Les dépenses publiques au Canada, en pourcentage du PIB:
   
1926           15%  
   
1948           21%  
   
1966          30%  
   
1995         46%  
   
(Source: Statistique Canada) 
  
  
  
  
  
MOT POUR MOT
  
LA RÉVOLTE DES BANLIEUES
 
 
           Comparant le degré de liberté dont jouissaient les Canadiens et les Français, un observateur d'ici écrivait il y a plus de cent ans que « Les libertés communales ne coulent pas à pleins bords en France comme chez nous. Partout l'autorité de Paris se fait sentir; c'est du bureau du ministre de l'intérieur que part l'impulsion donnée au préfet, chef du département, qui la communique au maire de la dernière commune. [...] Il n'y a pas encore bien longtemps, les maires étaient nommés par le ministre de l'intérieur. On a décentralisé dans une faible mesure, mais qu'il y a loin de là à notre liberté municipale! » (voir LIBERTÉS ANGLO-AMÉRICAINES VS LIBERTÉS FRANÇAISES, le QL, no 66) 
  
          Ce temps est bel et bien révolu et le jacobinisme français a complété sa traversée de l'océan pour faire son nid à l'Assemblée provinciale.
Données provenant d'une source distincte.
#[cfg(test)]
mod tests {
    use super::*;

    fn parse_ok<'a>(source: &'a str, interner: &'a Interner) -> Document<'a> {
        let result = parse(source, interner);
        assert!(
            !result.diagnostics.has_errors(),
            "unexpected errors: {:?}",
            result.diagnostics.iter().collect::<Vec<_>>()
        );
        result.document
    }

    fn first_error(source: &str) -> (String, &'static str) {
        let interner = Interner::new();
        let result = parse(source, &interner);
        let diag = result
            .diagnostics
            .first_error()
            .cloned()
            .expect("expected a syntax error");
        (diag.title, diag.code)
    }

    #[test]
    fn test_parse_simple_type() {
        let interner = Interner::new();
        let doc = parse_ok("type User { id: ID! name: String }", &interner);
        assert_eq!(doc.definitions.len(), 1);
        let Definition::Type(TypeDefinition::Object(object)) = &doc.definitions[0] else {
            panic!("expected object type");
        };
        assert!(interner.is(object.name.value, "User"));
        assert_eq!(object.fields.len(), 2);
        assert!(matches!(object.fields[0].ty, Type::NonNull(..)));
    }

    #[test]
    fn test_parse_list_types() {
        let interner = Interner::new();
        let doc = parse_ok("type Query { people: [Person!]! }", &interner);
        let Definition::Type(TypeDefinition::Object(object)) = &doc.definitions[0] else {
            panic!("expected object type");
        };
        let Type::NonNull(list, _) = &object.fields[0].ty else {
            panic!("expected non-null");
        };
        let Type::List(item, _) = list.as_ref() else {
            panic!("expected list");
        };
        assert!(matches!(item.as_ref(), Type::NonNull(..)));
        assert!(interner.is(object.fields[0].ty.named_type().name, "Person"));
    }

    #[test]
    fn test_parse_implements_and_union() {
        let interner = Interner::new();
        let doc = parse_ok(
            "interface Pet { name: String }\n\
             type Dog implements & Pet & Node { name: String }\n\
             union Animal = | Dog | Bird",
            &interner,
        );
        let Definition::Type(TypeDefinition::Object(dog)) = &doc.definitions[1] else {
            panic!("expected object type");
        };
        assert_eq!(dog.implements.len(), 2);
        let Definition::Type(TypeDefinition::Union(animal)) = &doc.definitions[2] else {
            panic!("expected union");
        };
        assert_eq!(animal.members.len(), 2);
    }

    #[test]
    fn test_parse_extensions() {
        let interner = Interner::new();
        let doc = parse_ok(
            "extend type Query { extra: Int }\nextend schema { mutation: Mutation }\nextend enum Color { RED }",
            &interner,
        );
        assert!(matches!(
            doc.definitions[0],
            Definition::TypeExtension(TypeDefinition::Object(_))
        ));
        assert!(matches!(doc.definitions[1], Definition::SchemaExtension(_)));
        assert!(matches!(
            doc.definitions[2],
            Definition::TypeExtension(TypeDefinition::Enum(_))
        ));
    }

    #[test]
    fn test_parse_defaults_are_decoded() {
        let interner = Interner::new();
        let doc = parse_ok(
            r#"input Filter { text: String = "a\nb" limit: Int = 3 tags: [String] = ["x"] }"#,
            &interner,
        );
        let Definition::Type(TypeDefinition::Input(input)) = &doc.definitions[0] else {
            panic!("expected input type");
        };
        assert!(matches!(
            &input.fields[0].default_value,
            Some(Value::String(s, _)) if s == "a\nb"
        ));
        assert!(matches!(input.fields[1].default_value, Some(Value::Int("3", _))));
        assert!(matches!(input.fields[2].default_value, Some(Value::List(..))));
    }

    #[test]
    fn test_parse_descriptions() {
        let interner = Interner::new();
        let doc = parse_ok(
            "\"\"\"\n  A person.\n\"\"\"\ntype Person {\n  \"The name\" name: String\n}",
            &interner,
        );
        let Definition::Type(TypeDefinition::Object(person)) = &doc.definitions[0] else {
            panic!("expected object type");
        };
        assert_eq!(person.description.as_ref().map(|d| d.value.as_str()), Some("A person."));
        assert_eq!(
            person.fields[0].description.as_ref().map(|d| d.value.as_str()),
            Some("The name")
        );
    }

    #[test]
    fn test_parse_directive_definition() {
        let interner = Interner::new();
        let doc = parse_ok(
            "directive @skipcodegen repeatable on | OBJECT | FIELD_DEFINITION",
            &interner,
        );
        let Definition::Directive(directive) = &doc.definitions[0] else {
            panic!("expected directive");
        };
        assert!(directive.repeatable);
        assert_eq!(
            directive.locations,
            vec![DirectiveLocation::Object, DirectiveLocation::FieldDefinition]
        );
    }

    #[test]
    fn test_parse_operation() {
        let interner = Interner::new();
        let doc = parse_ok(
            "query TestQuery($id: ID = \"1\") { people(id: $id) { firstname ... on Dog { name } } }",
            &interner,
        );
        let Definition::Operation(op) = &doc.definitions[0] else {
            panic!("expected operation");
        };
        assert_eq!(op.operation, OperationType::Query);
        assert_eq!(op.variables.len(), 1);
        let Selection::Field(people) = &op.selection_set.selections[0] else {
            panic!("expected field");
        };
        assert!(matches!(people.arguments[0].value, Value::Variable(_)));
        let inner = people.selection_set.as_ref().map(|s| s.selections.len());
        assert_eq!(inner, Some(2));
    }

    #[test]
    fn test_keywords_as_field_names() {
        let interner = Interner::new();
        let doc = parse_ok("type Query { type: String input(on: Int): Int }", &interner);
        let Definition::Type(TypeDefinition::Object(object)) = &doc.definitions[0] else {
            panic!("expected object type");
        };
        assert!(interner.is(object.fields[0].name.value, "type"));
    }

    #[test]
    fn test_error_missing_bracket() {
        let (title, code) = first_error("type Query { people: [Person }");
        assert_eq!(code, codes::UNEXPECTED_TOKEN);
        assert_eq!(title, "expected `]`, found `}`");
    }

    #[test]
    fn test_error_variable_in_default() {
        let (title, _) = first_error("type Query { people(limit: Int = $max): Int }");
        assert_eq!(title, "variables are not allowed in constant values");
    }

    #[test]
    fn test_error_unterminated_string() {
        let (_, code) = first_error("type Query { a(x: String = \"abc\n): Int }");
        assert_eq!(code, codes::UNTERMINATED_STRING);
    }

    #[test]
    fn test_error_invalid_escape() {
        let (_, code) = first_error(r#"type Query { a(x: String = "\q"): Int }"#);
        assert_eq!(code, codes::INVALID_ESCAPE);
    }

    #[test]
    fn test_error_unexpected_eof() {
        let (_, code) = first_error("type Query {");
        assert_eq!(code, codes::UNEXPECTED_EOF);
    }

    #[test]
    fn test_single_error_reported() {
        let interner = Interner::new();
        let result = parse("type { } type { }", &interner);
        assert_eq!(result.diagnostics.error_count(), 1);
    }

    #[test]
    fn test_unknown_directive_location_warns() {
        let interner = Interner::new();
        let result = parse("directive @x on OBJECT | SOMEWHERE", &interner);
        assert!(!result.diagnostics.has_errors());
        assert_eq!(result.diagnostics.warnings().count(), 1);
    }
}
Notre « liberté municipale » vient de foutre le camp avec le dépôt par la ministre Louise Harel d'un projet de loi visant la disparition de dizaines de municipalités de banlieue et la consolidation des régions métropolitaines en mégavilles. Sur l'Île de Montréal, ce sont 28 municipalités qui seront fusionnées à la Ville de Montréal, un monstre bureaucratique déjà trop gros, endetté, mal administré et sur lequel les citadins n'ont aucun contrôle.  
  
          La filiation française est plus que symbolique. Comme la Révolution française, notre « révolution tranquille » a essentiellement été un exercice d'étatisation et de centralisation du pouvoir (voir LA RÉVOLUTION FRANÇAISE AU QUÉBEC: DU REJET À L'ACCEPTATION, le QL, no 66). Lucien Bouchard l'a clairement exprimé: « Le Québec est en train de compléter la Révolution tranquille en faisant en sorte que le morcellement des pouvoirs cesse, qu'il y ait de l'harmonie dans nos municipalités, qu'on se donne un moyen d'intervenir massivement dans l'économie internationale, qu'on puisse faire créer de l'équité fiscale dans nos villes » (La Presse, 20 novembre 2000). Dorénavant, le pouvoir sera encore plus concentré dans les main d'un tyran à Québec au lieu d'être dispersé le plus près possible du peuple.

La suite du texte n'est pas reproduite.